Effect of quinpirole on striatal dopamine release and locomotor activity in nicotine-treated mice

Abstract

The effect of chronic oral nicotine treatment which in its intermittent delivery resembles human smoking was studied on the sensitivity of dopamine autoreceptors in mice. On the 50th day of nicotine administration in the drinking water or after 23–25 h withdrawal quinpirole (D 2/D 3 agonist, 0.01–0.1 mg/kg s.c.) was given, and accumbal and dorsal striatal dopamine outflow, locomotor activity and body temperature were measured.

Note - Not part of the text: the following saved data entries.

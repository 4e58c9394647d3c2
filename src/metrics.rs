//! Metric helpers for `parley`.
//!
//! This module defines metric names and helper functions wrapping the
//! [`metrics`](https://docs.rs/metrics) crate. Without the `metrics` feature
//! the helpers do nothing.

use crate::server::ConnectionOutcome;

/// Name of the gauge tracking open connections.
pub const CONNECTIONS_ACTIVE: &str = "parley_connections_active";
/// Name of the counter tracking finished connections, labelled by outcome.
pub const REQUESTS_TOTAL: &str = "parley_requests_total";
/// Name of the counter tracking error occurrences, labelled by kind.
pub const ERRORS_TOTAL: &str = "parley_errors_total";

/// Category of a recorded error.
#[derive(Clone, Copy, Debug, PartialEq, Eq)]
pub enum ErrorKind {
    /// `accept` failed on the listening socket.
    Accept,
    /// A request frame broke the framing grammar.
    Malformed,
    /// The processor rejected the request.
    Process,
    /// The processor panicked.
    Panic,
    /// The client did not deliver a request in time.
    Timeout,
    /// Reading from the connection failed.
    Read,
    /// Writing the response failed.
    Write,
}

impl ErrorKind {
    /// Label value used for this kind.
    #[must_use]
    pub const fn as_str(self) -> &'static str {
        match self {
            ErrorKind::Accept => "accept",
            ErrorKind::Malformed => "malformed",
            ErrorKind::Process => "process",
            ErrorKind::Panic => "panic",
            ErrorKind::Timeout => "timeout",
            ErrorKind::Read => "read",
            ErrorKind::Write => "write",
        }
    }
}

/// Increment the open connections gauge.
pub fn inc_connections() {
    #[cfg(feature = "metrics")]
    ::metrics::gauge!(CONNECTIONS_ACTIVE).increment(1.0);
}

/// Decrement the open connections gauge.
pub fn dec_connections() {
    #[cfg(feature = "metrics")]
    ::metrics::gauge!(CONNECTIONS_ACTIVE).decrement(1.0);
}

/// Record a finished connection.
#[cfg_attr(not(feature = "metrics"), expect(unused_variables))]
pub fn inc_requests(outcome: ConnectionOutcome) {
    #[cfg(feature = "metrics")]
    ::metrics::counter!(REQUESTS_TOTAL, "outcome" => outcome.as_str()).increment(1);
}

/// Record an error occurrence.
#[cfg_attr(not(feature = "metrics"), expect(unused_variables))]
pub fn inc_errors(kind: ErrorKind) {
    #[cfg(feature = "metrics")]
    ::metrics::counter!(ERRORS_TOTAL, "kind" => kind.as_str()).increment(1);
}

/// Serve Prometheus metrics over HTTP on `addr`.
///
/// Must be called from within a Tokio runtime.
///
/// # Errors
///
/// Returns an error if the exporter cannot bind `addr` or a global recorder
/// is already installed.
#[cfg(feature = "metrics")]
pub fn install_prometheus(
    addr: std::net::SocketAddr,
) -> Result<(), metrics_exporter_prometheus::BuildError> {
    metrics_exporter_prometheus::PrometheusBuilder::new()
        .with_http_listener(addr)
        .install()
}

Dorsal striatal extracellular dopamine concentration and locomotor activity were found to be elevated during nicotine administration. Chronic nicotine did not alter the effects of small, autoreceptor preferring doses of quinpirole on accumbal or dorsal striatal dopamine, locomotor activity or body temperature. However, quinpirole's locomotor activity reducing effect was slightly diminished in mice treated repeatedly with nicotine (0.4 mg/kg twice daily for 10 days s.c.). Thus, although repeated nicotine treatment for 5–14 days decreases dopamine autoreceptor sensitivity, after long-term oral nicotine treatment such a decrease is not seen. Thus, the changes occurring in the sensitivity of D 2-like dopamine receptors probably play a minor role in regulating the dopaminergic transmission during long-term nicotine administration.